A医師は個人で診療所を営んでいます。一緒に暮らしているお嬢さんはこの春医療系大学の2年生になり、Aさんの診療所で土曜日だけ受付の仕事を手伝うようになりました。医療の現場に早く触れてみたいという娘の希望を親が受け入れたためです。
アルバイトとしてその勤務の対価を支払うことにし、その金額は他のアルバイトの人たちの基準に合わせることにしました。果たしてこの給料はAさんの事業所得の必要経費とすることができるでしょうか?
所得税法の原則では、事業から同一生計親族(=1つの財布で生活費を賄っている親族)に対しての支払いは、対価の支払いがあった場合でもその事業の必要経費とはならないとされています。ただし、例外で、15歳以上で専ら(=従事可能期間の半分超勤務)青色申告者の事業に従事する者である場合には、所定の届出書の提出により、経費とすることができるとされています。
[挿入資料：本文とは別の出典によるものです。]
//! The service manifest manager
//!
//! Keyed containers over the configured services and fields: lookup by name
//! (case insensitive) and id, mime type resolution with an ordered prefix
//! fallback, and the per-service parent chain.

use std::collections::HashMap;
use std::path::Path;
use std::sync::Arc;

use serde::Deserialize;

use crate::error::{Result, ServiceError};
use crate::services::{DataType, DbType, Field, Service};

/// Fallback service for mime types nothing claims
const OTHER_SERVICE: &str = "Other";

#[derive(Default)]
pub struct ServiceManager {
    services: Vec<Arc<Service>>,
    by_name: HashMap<String, Arc<Service>>,
    by_id: HashMap<i32, Arc<Service>>,
    mime_map: HashMap<String, i32>,
    mime_prefixes: Vec<(String, i32)>,
    fields: HashMap<String, Arc<Field>>,
}

impl ServiceManager {
    pub fn new() -> Self {
        ServiceManager::default()
    }

    /// Register a service with the mime types and mime prefixes it claims.
    /// Prefixes are consulted in registration order.
    pub fn add_service(&mut self, service: Service, mimes: &[String], mime_prefixes: &[String]) {
        let id = service.id();
        let service = Arc::new(service);

        self.by_name
            .insert(service.name().to_lowercase(), Arc::clone(&service));
        self.by_id.insert(id, Arc::clone(&service));
        self.services.push(service);

        for mime in mimes {
            self.mime_map.insert(mime.clone(), id);
        }
        for prefix in mime_prefixes {
            self.mime_prefixes.push((prefix.clone(), id));
        }
    }

    pub fn add_field(&mut self, field: Field) {
        self.fields
            .insert(field.name().to_string(), Arc::new(field));
    }

    /// Enabled services, in registration order. Disabled services stay out
    /// of the default listing but remain reachable by explicit id or name.
    pub fn services(&self) -> Vec<Arc<Service>> {
        self.services
            .iter()
            .filter(|s| s.enabled())
            .cloned()
            .collect()
    }

    /// Every registered service, enabled or not
    pub fn all_services(&self) -> &[Arc<Service>] {
        &self.services
    }

    pub fn service_by_name(&self, name: &str) -> Option<Arc<Service>> {
        self.by_name.get(&name.to_lowercase()).cloned()
    }

    pub fn service_by_id(&self, id: i32) -> Option<Arc<Service>> {
        self.by_id.get(&id).cloned()
    }

    pub fn service_name_by_id(&self, id: i32) -> Option<String> {
        self.service_by_id(id).map(|s| s.name().to_string())
    }

    pub fn id_for_service(&self, name: &str) -> Option<i32> {
        self.service_by_name(name).map(|s| s.id())
    }

    pub fn is_valid_service(&self, name: &str) -> bool {
        self.id_for_service(name).is_some()
    }

    /// Resolve a mime type to a service name: the exact map first, then the
    /// ordered prefix list, then `"Other"`.
    pub fn service_for_mime(&self, mime: &str) -> String {
        if let Some(id) = self.mime_map.get(mime) {
            if let Some(name) = self.service_name_by_id(*id) {
                return name;
            }
        }

        for (prefix, id) in &self.mime_prefixes {
            if mime.starts_with(prefix.as_str()) {
                if let Some(name) = self.service_name_by_id(*id) {
                    return name;
                }
            }
        }

        OTHER_SERVICE.to_string()
    }

    pub fn parent_service(&self, name: &str) -> Option<String> {
        self.service_by_name(name)
            .and_then(|s| s.parent().map(str::to_string))
    }

    pub fn parent_service_by_id(&self, id: i32) -> Option<String> {
        self.service_by_id(id)
            .and_then(|s| s.parent().map(str::to_string))
    }

    pub fn parent_id_for_service_id(&self, id: i32) -> Option<i32> {
        let parent = self.parent_service_by_id(id)?;
        self.id_for_service(&parent)
    }

    /// The database a service's data belongs to. Email-ish services have
    /// their own database.
    pub fn db_for_service(&self, name: &str) -> DbType {
        let lower = name.to_lowercase();
        if lower.starts_with("emails") || lower.starts_with("attachments") {
            DbType::Email
        } else {
            DbType::Data
        }
    }

    pub fn is_service_embedded(&self, name: &str) -> bool {
        self.service_by_name(name).is_some_and(|s| s.embedded())
    }

    pub fn has_metadata(&self, name: &str) -> bool {
        self.service_by_name(name).is_some_and(|s| s.has_metadata())
    }

    pub fn has_thumbnails(&self, name: &str) -> bool {
        self.service_by_name(name).is_some_and(|s| s.has_thumbs())
    }

    pub fn has_text(&self, name: &str) -> bool {
        self.service_by_name(name).is_some_and(|s| s.has_full_text())
    }

    pub fn show_service_files(&self, name: &str) -> bool {
        self.service_by_name(name)
            .is_some_and(|s| s.show_service_files())
    }

    pub fn show_service_directories(&self, name: &str) -> bool {
        self.service_by_name(name)
            .is_some_and(|s| s.show_service_directories())
    }

    /// Position of a metadata field in the service's key metadata list,
    /// 0 when absent
    pub fn metadata_position(&self, service_name: &str, meta_name: &str) -> usize {
        let Some(service) = self.service_by_name(service_name) else {
            return 0;
        };

        service
            .key_metadata()
            .iter()
            .position(|name| name.eq_ignore_ascii_case(meta_name))
            .unwrap_or(0)
    }

    pub fn field_by_name(&self, name: &str) -> Option<Arc<Field>> {
        self.fields.get(name).cloned()
    }

    /// Load a manager from a TOML manifest file
    pub fn load<P: AsRef<Path>>(path: P) -> Result<Self> {
        let content = std::fs::read_to_string(path)?;
        Self::from_toml_str(&content)
    }

    /// Load a manager from TOML manifest text
    pub fn from_toml_str(content: &str) -> Result<Self> {
        let manifest: Manifest =
            toml::from_str(content).map_err(|e| ServiceError::ManifestParse(e.to_string()))?;

        let mut manager = ServiceManager::new();

        for entry in manifest.services {
            let mut service = Service::new(entry.id, &entry.name);
            if let Some(parent) = &entry.parent {
                service.set_parent(parent);
            }
            if let Some(prefix) = &entry.property_prefix {
                service.set_property_prefix(prefix);
            }
            if let Some(content_metadata) = &entry.content_metadata {
                service.set_content_metadata(content_metadata);
            }
            service.set_key_metadata(entry.key_metadata.clone());
            service.set_db_type(entry.db_type);
            service.set_enabled(entry.enabled);
            service.set_embedded(entry.embedded);
            service.set_has_metadata(entry.has_metadata);
            service.set_has_full_text(entry.has_full_text);
            service.set_has_thumbs(entry.has_thumbs);
            service.set_show_service_files(entry.show_service_files);
            service.set_show_service_directories(entry.show_service_directories);

            manager.add_service(service, &entry.mimes, &entry.mime_prefixes);
        }

        for entry in manifest.fields {
            let mut field = Field::new(entry.id, &entry.name, &entry.field_name);
            field.set_data_type(entry.data_type);
            field.set_weight(entry.weight);
            field.set_embedded(entry.embedded);
            field.set_multiple_values(entry.multiple_values);
            field.set_delimited(entry.delimited);
            field.set_filtered(entry.filtered);
            field.set_store_metadata(entry.store_metadata);
            for child in entry.child_ids {
                field.add_child_id(child);
            }
            manager.add_field(field);
        }

        Ok(manager)
    }
}

#[derive(Debug, Deserialize)]
struct Manifest {
    #[serde(default, rename = "service")]
    services: Vec<ManifestService>,
    #[serde(default, rename = "field")]
    fields: Vec<ManifestField>,
}

#[derive(Debug, Deserialize)]
#[serde(default)]
struct ManifestService {
    id: i32,
    name: String,
    parent: Option<String>,
    property_prefix: Option<String>,
    content_metadata: Option<String>,
    key_metadata: Vec<String>,
    db_type: DbType,
    enabled: bool,
    embedded: bool,
    has_metadata: bool,
    has_full_text: bool,
    has_thumbs: bool,
    show_service_files: bool,
    show_service_directories: bool,
    mimes: Vec<String>,
    mime_prefixes: Vec<String>,
}

impl Default for ManifestService {
    fn default() -> Self {
        ManifestService {
            id: 0,
            name: String::new(),
            parent: None,
            property_prefix: None,
            content_metadata: None,
            key_metadata: Vec::new(),
            db_type: DbType::Data,
            enabled: true,
            embedded: false,
            has_metadata: false,
            has_full_text: false,
            has_thumbs: false,
            show_service_files: false,
            show_service_directories: false,
            mimes: Vec::new(),
            mime_prefixes: Vec::new(),
        }
    }
}

#[derive(Debug, Deserialize)]
#[serde(default)]
struct ManifestField {
    id: i32,
    name: String,
    field_name: String,
    data_type: DataType,
    weight: i32,
    embedded: bool,
    multiple_values: bool,
    delimited: bool,
    filtered: bool,
    store_metadata: bool,
    child_ids: Vec<i32>,
}

impl Default for ManifestField {
    fn default() -> Self {
        ManifestField {
            id: 0,
            name: String::new(),
            field_name: String::new(),
            data_type: DataType::String,
            weight: 1,
            embedded: true,
            multiple_values: false,
            delimited: false,
            filtered: true,
            store_metadata: false,
            child_ids: Vec::new(),
        }
    }
}

#[cfg(test)]
mod tests {
    use super::*;

    const MANIFEST: &str = r#"
[[service]]
id = 1
name = "Files"
db_type = "Files"
has_full_text = true
mimes = ["text/plain"]
mime_prefixes = ["text/"]

[[service]]
id = 2
name = "Images"
parent = "Files"
has_thumbs = true
mimes = ["image/png", "image/jpeg"]
mime_prefixes = ["image/"]

[[service]]
id = 3
name = "Development"
parent = "Files"
enabled = false

[[field]]
id = 1
name = "File:Name"
field_name = "name"
data_type = "Index"
weight = 10
"#;

    fn manager() -> ServiceManager {
        ServiceManager::from_toml_str(MANIFEST).unwrap()
    }

    #[test]
    fn test_lookup_is_case_insensitive() {
        let manager = manager();
        assert_eq!(manager.id_for_service("files"), Some(1));
        assert_eq!(manager.id_for_service("FILES"), Some(1));
        assert_eq!(manager.id_for_service("nope"), None);
    }

    #[test]
    fn test_mime_resolution() {
        let manager = manager();
        // Exact match wins over prefixes
        assert_eq!(manager.service_for_mime("image/png"), "Images");
        // Prefixes are consulted in registration order
        assert_eq!(manager.service_for_mime("text/x-rust"), "Files");
        assert_eq!(manager.service_for_mime("image/webp"), "Images");
        // Everything else is Other
        assert_eq!(manager.service_for_mime("application/x-thing"), "Other");
    }

    #[test]
    fn test_parent_chain() {
        let manager = manager();
        assert_eq!(manager.parent_service("Images"), Some("Files".to_string()));
        assert_eq!(manager.parent_id_for_service_id(2), Some(1));
        assert_eq!(manager.parent_id_for_service_id(1), None);
    }

    #[test]
    fn test_disabled_services_hidden_but_resolvable() {
        let manager = manager();
        let listed: Vec<String> = manager
            .services()
            .iter()
            .map(|s| s.name().to_string())
            .collect();
        assert_eq!(listed, ["Files", "Images"]);

        // Still reachable explicitly
        assert!(manager.service_by_id(3).is_some());
        assert!(manager.service_by_name("Development").is_some());
        assert_eq!(manager.all_services().len(), 3);
    }

    #[test]
    fn test_db_type_heuristic() {
        let manager = manager();
        assert_eq!(manager.db_for_service("EmailAttachments"), DbType::Data);
        assert_eq!(manager.db_for_service("Emails"), DbType::Email);
        assert_eq!(manager.db_for_service("attachments"), DbType::Email);
        assert_eq!(manager.db_for_service("Files"), DbType::Data);
    }

    #[test]
    fn test_fields() {
        let manager = manager();
        let field = manager.field_by_name("File:Name").unwrap();
        assert_eq!(field.field_name(), "name");
        assert_eq!(field.data_type(), DataType::Index);
        assert_eq!(field.weight(), 10);
    }

    #[test]
    fn test_flags() {
        let manager = manager();
        assert!(manager.has_text("Files"));
        assert!(!manager.has_text("Images"));
        assert!(manager.has_thumbnails("Images"));
    }
}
Aさんの場合は、年齢基準は満たしていますが、専ら従事という部分が該当しないため、お嬢さんに対する土曜日だけのアルバイト代は事業の経費とされません。一方の受け取ったお嬢さん側では給与収入としての課税はされません。渡したお金は家事費の支出扱いとされ、結局お小遣いを渡したのと同じ結果となります。
B歯科医は個人で歯科クリニックを営んでいます。2年前に歯科大を卒業したお嬢さんはいま大学病院に勤務し、自宅からの距離も考え1人でマンションを借りて生活しています。月に2回Bさんのクリニックで歯科医としてアルバイトをし、他のアルバイト歯科医と同水準で給与が支払われています。同居していないということで経費扱いにできるでしょうか?
別居=別生計なので所得税法の規定に引っかからず経費扱いにできる、ように見えます。しかしながら、実態も本当に別生計なのかということが判断基準となります。
Bさんは、大学病院勤務では安月給で生活が大変だろうという親心で、歯科医として別居もしている娘に月々の生活費の仕送りをしていました。こうした実態があると別生計とはいえず経費にはなりません。
経費となるか否かは事実認定も必要です。